WHAT THE EXERCISE ASKS
Across all the records, filter for lines with the word "match" and copy them.

[Stored records]
┄┄┄┄┄┄
//! Drag coefficient for superstructures (Cl. 209.3.3).
//!
//! Beam and box girder decks take `C_D` from the width-to-depth ratio: 1.5 at
//! `b/d` = 2 falling to 1.3 at `b/d` = 6, held constant outside that range.
//! Decks on several girders take 1.5 times the single-girder value, provided
//! the clear spacing does not exceed 7 times the depth. Trusses take `C_D`
//! from the solidity ratio.

use std::fmt;

use once_cell::sync::Lazy;
use serde::{Deserialize, Serialize};
use tracing::debug;

use crate::constants::irc6_2017::{MAX_GIRDER_SPACING_RATIO, MULTIPLE_GIRDER_DRAG_MULTIPLIER};
use crate::errors::{ensure_positive, CalcError, CalcResult};
use crate::reference::{ClauseRef, Standard};
use crate::tables::{round_to, BoundaryPolicy, InterpolationTable, DEFAULT_PRECISION};
use crate::standards::irc6_2017::loaded;

pub const DRAG_COEFFICIENT: ClauseRef = ClauseRef::new(Standard::Irc6_2017, "209.3.3");

#[derive(Debug, Clone, Copy, PartialEq, Eq, Hash, Serialize, Deserialize)]
pub enum GirderSection {
    Beam,
    BoxGirder,
    Truss,
}

impl GirderSection {
    pub const ALL: [GirderSection; 3] = [GirderSection::Beam, GirderSection::BoxGirder, GirderSection::Truss];

    pub fn display_name(&self) -> &'static str {
        match self {
            GirderSection::Beam => "Beam",
            GirderSection::BoxGirder => "Box Girder",
            GirderSection::Truss => "Truss",
        }
    }
}

impl fmt::Display for GirderSection {
    fn fmt(&self, f: &mut fmt::Formatter<'_>) -> fmt::Result {
        write!(f, "{}", self.display_name())
    }
}

/// Superstructure geometry feeding the drag coefficient.
///
/// Which fields are needed depends on the branch; absent ones fail with a
/// missing-parameter error only when the branch reads them.
#[derive(Debug, Clone, Copy, PartialEq, Serialize, Deserialize)]
pub struct GirderGeometry {
    pub section: GirderSection,
    pub girder_count: u32,
    /// Overall deck width `b` (m)
    #[serde(default)]
    pub deck_width_m: Option<f64>,
    /// Depth `d` of the girder or box (m)
    #[serde(default)]
    pub depth_m: Option<f64>,
    /// Clear distance between adjacent girders (m)
    #[serde(default)]
    pub clear_spacing_m: Option<f64>,
    /// Solid area over enclosed area of a truss face
    #[serde(default)]
    pub solidity_ratio: Option<f64>,
}

impl GirderGeometry {
    pub fn new(section: GirderSection, girder_count: u32) -> Self {
        Self {
            section,
            girder_count,
            deck_width_m: None,
            depth_m: None,
            clear_spacing_m: None,
            solidity_ratio: None,
        }
    }

    pub fn with_deck(mut self, deck_width_m: f64, depth_m: f64) -> Self {
        self.deck_width_m = Some(deck_width_m);
        self.depth_m = Some(depth_m);
        self
    }

    pub fn with_clear_spacing(mut self, clear_spacing_m: f64) -> Self {
        self.clear_spacing_m = Some(clear_spacing_m);
        self
    }

    pub fn with_solidity_ratio(mut self, solidity_ratio: f64) -> Self {
        self.solidity_ratio = Some(solidity_ratio);
        self
    }
}

fn required(value: Option<f64>, field: &str) -> CalcResult<f64> {
    let value = value.ok_or_else(|| CalcError::missing_parameter(field))?;
    ensure_positive(field, value)
}

static SINGLE_GIRDER: Lazy<CalcResult<InterpolationTable<1>>> = Lazy::new(|| {
    InterpolationTable::new(
        ClauseRef::new(Standard::Irc6_2017, "Fig. 11"),
        [(2.0, [1.5]), (6.0, [1.3])],
        BoundaryPolicy::Clamp,
    )
});

static TRUSS_SOLIDITY: Lazy<CalcResult<InterpolationTable<1>>> = Lazy::new(|| {
    InterpolationTable::new(
        ClauseRef::new(Standard::Irc6_2017, "Table 13"),
        [(0.1, [1.9]), (0.2, [1.8]), (0.3, [1.7]), (0.4, [1.7]), (0.5, [1.6])],
        BoundaryPolicy::Reject,
    )
});

fn single_girder_drag(geometry: &GirderGeometry) -> CalcResult<f64> {
    let b = required(geometry.deck_width_m, "deck_width_m")?;
    let d = required(geometry.depth_m, "depth_m")?;
    loaded(&SINGLE_GIRDER)?.lookup_scalar(b / d)
}

/// Drag coefficient `C_D` for the superstructure (rounded to 3 decimals)
pub fn drag_coefficient(geometry: &GirderGeometry) -> CalcResult<f64> {
    if geometry.girder_count == 0 {
        return Err(CalcError::invalid_input(
            "girder_count",
            "0",
            "At least one girder is required",
        ));
    }

    let cd = match geometry.section {
        GirderSection::Truss => {
            let phi = required(geometry.solidity_ratio, "solidity_ratio")?;
            loaded(&TRUSS_SOLIDITY)?.lookup_scalar(phi)?
        }
        GirderSection::Beam | GirderSection::BoxGirder if geometry.girder_count == 1 => {
            single_girder_drag(geometry)?
        }
        GirderSection::Beam | GirderSection::BoxGirder => {
            let spacing = required(geometry.clear_spacing_m, "clear_spacing_m")?;
            let depth = required(geometry.depth_m, "depth_m")?;
            let ratio = spacing / depth;
            if ratio > MAX_GIRDER_SPACING_RATIO {
                return Err(CalcError::unsupported(
                    "clear_spacing_m / depth_m",
                    format!("{:.3}", ratio),
                    format!(
                        "Drag coefficient is defined for girder spacing up to {} times the depth",
                        MAX_GIRDER_SPACING_RATIO
                    ),
                ));
            }
            MULTIPLE_GIRDER_DRAG_MULTIPLIER * single_girder_drag(geometry)?
        }
    };

    let cd = round_to(cd, DEFAULT_PRECISION);
    debug!(clause = %DRAG_COEFFICIENT, section = %geometry.section, girders = geometry.girder_count, cd, "evaluated");
    Ok(cd)
}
┄┄┄┄┄┄
WRITTEN RESPONSE
        match self {
    let cd = match geometry.section {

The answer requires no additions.